Module Html5rw.Tokenizer

HTML5 tokenizer.

The tokenizer is the first stage of HTML5 parsing. It converts a stream of characters into a stream of tokens: start tags, end tags, text, comments, and DOCTYPEs.

Most users don't need to use the tokenizer directly - the parse function handles everything. The tokenizer is exposed for advanced use cases like syntax highlighting or partial parsing.

HTML5 Tokenizer

This module implements the WHATWG HTML5 tokenization algorithm. The tokenizer converts an input byte stream into a sequence of tokens (start tags, end tags, text, comments, doctypes) that can be consumed by a tree builder.

Sub-modules

module Token : sig ... end

Token types produced by the tokenizer.

module State : sig ... end

Tokenizer states.

module Errors : sig ... end

Parse error types.

module Stream : sig ... end

Input stream with position tracking.

Token Sink Interface

module type SINK = sig ... end

Interface for token consumers.

Tokenizer

type 'sink t

The tokenizer type, parameterized by the sink type.
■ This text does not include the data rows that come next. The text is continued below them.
//! emuctl server: entry point.
//!
//! Runs the control socket in front of the in-memory [`SimulatedHost`], which
//! is how the protocol is exercised without an emulator attached.  An
//! emulator embeds the `emuctl_server` library instead and supplies its own
//! [`HostControl`](emuctl_server::application::host::HostControl) adapter.
//!
//! # Usage
//!
//! ```text
//! emuctl-server [OPTIONS]
//!
//! Options:
//!   --config <PATH>        Config file [default: platform config dir]
//!   --socket <PATH>        Control socket path (overrides the config file)
//!   --max-clients <N>      Client limit (overrides the config file)
//!   --init-config          Write the default config file and exit
//! ```
//!
//! # Environment variable overrides
//!
//! | Variable              | Description                          |
//! |-----------------------|--------------------------------------|
//! | `EMUCTL_CONFIG`       | Config file path                     |
//! | `EMUCTL_SOCKET`       | Control socket path                  |
//! | `EMUCTL_MAX_CLIENTS`  | Client limit                         |
//! | `RUST_LOG`            | `tracing` filter; beats `log_level`  |
//!
//! Talk to it with any line-oriented Unix socket client:
//!
//! ```text
//! $ socat - UNIX-CONNECT:$XDG_RUNTIME_DIR/emuctl.sock
//! version
//! OK emuctl-sim 0.1.0
//! ```

use std::path::PathBuf;
use std::sync::Arc;

use anyhow::Context;
use clap::Parser;
use tracing::{info, warn};
use tracing_subscriber::EnvFilter;

use emuctl_server::application::host::HostControl;
use emuctl_server::infrastructure::host::SimulatedHost;
use emuctl_server::infrastructure::socket::ControlSocket;
use emuctl_server::infrastructure::storage::config::{
    config_file_path, load_config, load_config_from, save_config_to, AppConfig,
};

// ── CLI argument definitions ──────────────────────────────────────────────────

/// Unix-socket control channel for an emulator host.
#[derive(Debug, Parser)]
#[command(
    name = "emuctl-server",
    about = "Line-oriented Unix socket control channel for an emulator host",
    version
)]
struct Cli {
    /// Path of the TOML config file.
    ///
    /// Defaults to `emuctl/config.toml` under the platform config directory.
    /// A missing file means "use the built-in defaults".
    #[arg(long, env = "EMUCTL_CONFIG")]
    config: Option<PathBuf>,

    /// Filesystem path of the control socket.
    #[arg(long, env = "EMUCTL_SOCKET")]
    socket: Option<PathBuf>,

    /// Maximum number of simultaneously connected clients.
    #[arg(long, env = "EMUCTL_MAX_CLIENTS")]
    max_clients: Option<usize>,

    /// Write the default configuration to the config path and exit.
    #[arg(long)]
    init_config: bool,
}

impl Cli {
    fn config_path(&self) -> anyhow::Result<PathBuf> {
        match &self.config {
            Some(path) => Ok(path.clone()),
            None => config_file_path().context("cannot locate the config directory"),
        }
    }

    /// Loads the config file and applies command-line overrides.
    fn load(&self) -> anyhow::Result<AppConfig> {
        let mut config = match &self.config {
            Some(path) => load_config_from(path)
                .with_context(|| format!("failed to load config {}", path.display()))?,
            None => load_config().context("failed to load config")?,
        };
        if let Some(socket) = &self.socket {
            config.control.socket_path = socket.clone();
        }
        if let Some(max_clients) = self.max_clients {
            config.control.max_clients = max_clients;
        }
        config.validate().context("invalid command-line override")?;
        Ok(config)
    }
}

// ── Entry point ───────────────────────────────────────────────────────────────

/// Program entry point.
///
/// 1. CLI arguments are parsed and the config file is loaded.
/// 2. `tracing_subscriber` is initialised; `RUST_LOG` wins over the
///    configured `log_level`.
/// 3. The control socket is started in front of a [`SimulatedHost`].
/// 4. The process waits for Ctrl+C or for a client's `exit` command, then
///    stops the socket, which closes every client and removes the socket file.
#[tokio::main]
async fn main() -> anyhow::Result<()> {
    let cli = Cli::parse();

    if cli.init_config {
        let path = cli.config_path()?;
        save_config_to(&AppConfig::default(), &path)
            .with_context(|| format!("failed to write {}", path.display()))?;
        println!("wrote default config to {}", path.display());
        return Ok(());
    }

    let config = cli.load()?;

    // ── Logging setup ─────────────────────────────────────────────────────────
    tracing_subscriber::fmt()
        .with_env_filter(
            EnvFilter::try_from_default_env()
                .unwrap_or_else(|_| EnvFilter::new(&config.logging.log_level)),
        )
        .init();

    let settings = config.server_settings();
    let host = Arc::new(SimulatedHost::new(
        config.devices.clone(),
        settings.dispatch.monitors,
    ));

    let control: Arc<dyn HostControl> = Arc::clone(&host) as Arc<dyn HostControl>;
    let socket = ControlSocket::start(settings, control)
        .context("failed to start control socket")?;
    info!(path = %socket.socket_path().display(), "emuctl server started");

    // ── Wait for shutdown ─────────────────────────────────────────────────────
    tokio::select! {
        signal = tokio::signal::ctrl_c() => match signal {
            Ok(()) => info!("received Ctrl+C, shutting down"),
            Err(e) => warn!("failed to listen for Ctrl+C signal: {e}"),
        },
        () = host.wait_for_power_off() => info!("host powered off, shutting down"),
    }

    socket.stop().await;
    info!("emuctl server stopped");
    Ok(())
}

// ── Tests ─────────────────────────────────────────────────────────────────────

#[cfg(test)]
mod tests {
    use super::*;

    #[test]
    fn test_cli_defaults_have_no_overrides() {
        // Arrange / Act
        let cli = Cli::parse_from(["emuctl-server"]);

        // Assert
        assert!(!cli.init_config);
    }

    #[test]
    fn test_cli_overrides_are_applied() {
        // Arrange
        let dir = std::env::temp_dir().join(format!("emuctl_cli_{}", uuid::Uuid::new_v4()));
        let cli = Cli::parse_from([
            "emuctl-server",
            "--config",
            dir.join("missing.toml").to_str().expect("utf-8 temp dir"),
            "--socket",
            "/tmp/override.sock",
            "--max-clients",
            "3",
        ]);

        // Act
        let config = cli.load().expect("defaults load");

        // Assert
        assert_eq!(config.control.socket_path, PathBuf::from("/tmp/override.sock"));
        assert_eq!(config.control.max_clients, 3);
    }

    #[test]
    fn test_zero_max_clients_override_is_rejected() {
        let dir = std::env::temp_dir().join(format!("emuctl_cli_{}", uuid::Uuid::new_v4()));
        let cli = Cli::parse_from([
            "emuctl-server",
            "--config",
            dir.join("missing.toml").to_str().expect("utf-8 temp dir"),
            "--max-clients",
            "0",
        ]);

        assert!(cli.load().is_err());
    }
}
val create : (module SINK with type t = 'sink) -> 'sink -> ?collect_errors:bool -> ?xml_mode:bool -> unit -> 'sink t

Create a new tokenizer.

  • parameter sink

    The token sink that will receive tokens

  • parameter collect_errors

    If true, collect parse errors (default: false)

  • parameter xml_mode

    If true, apply XML compatibility transformations

val run : 'sink t -> (module SINK with type t = 'sink) -> Bytesrw.Bytes.Reader.t -> unit

Run the tokenizer on the given input.

The tokenizer will read from the reader and call the sink's process function for each token until EOF is reached.

val get_errors : 'sink t -> Html5rw__.Tokenizer_errors.t list

Get the list of parse errors encountered during tokenization.

Only populated if collect_errors:true was passed to create.

val set_state : 'sink t -> Html5rw__.Tokenizer_state.t -> unit

Set the tokenizer state.

Used by the tree builder to switch states for raw text elements.

val set_last_start_tag : 'sink t -> string -> unit

Set the last start tag name.

Used by the tree builder to track the context for end tag matching.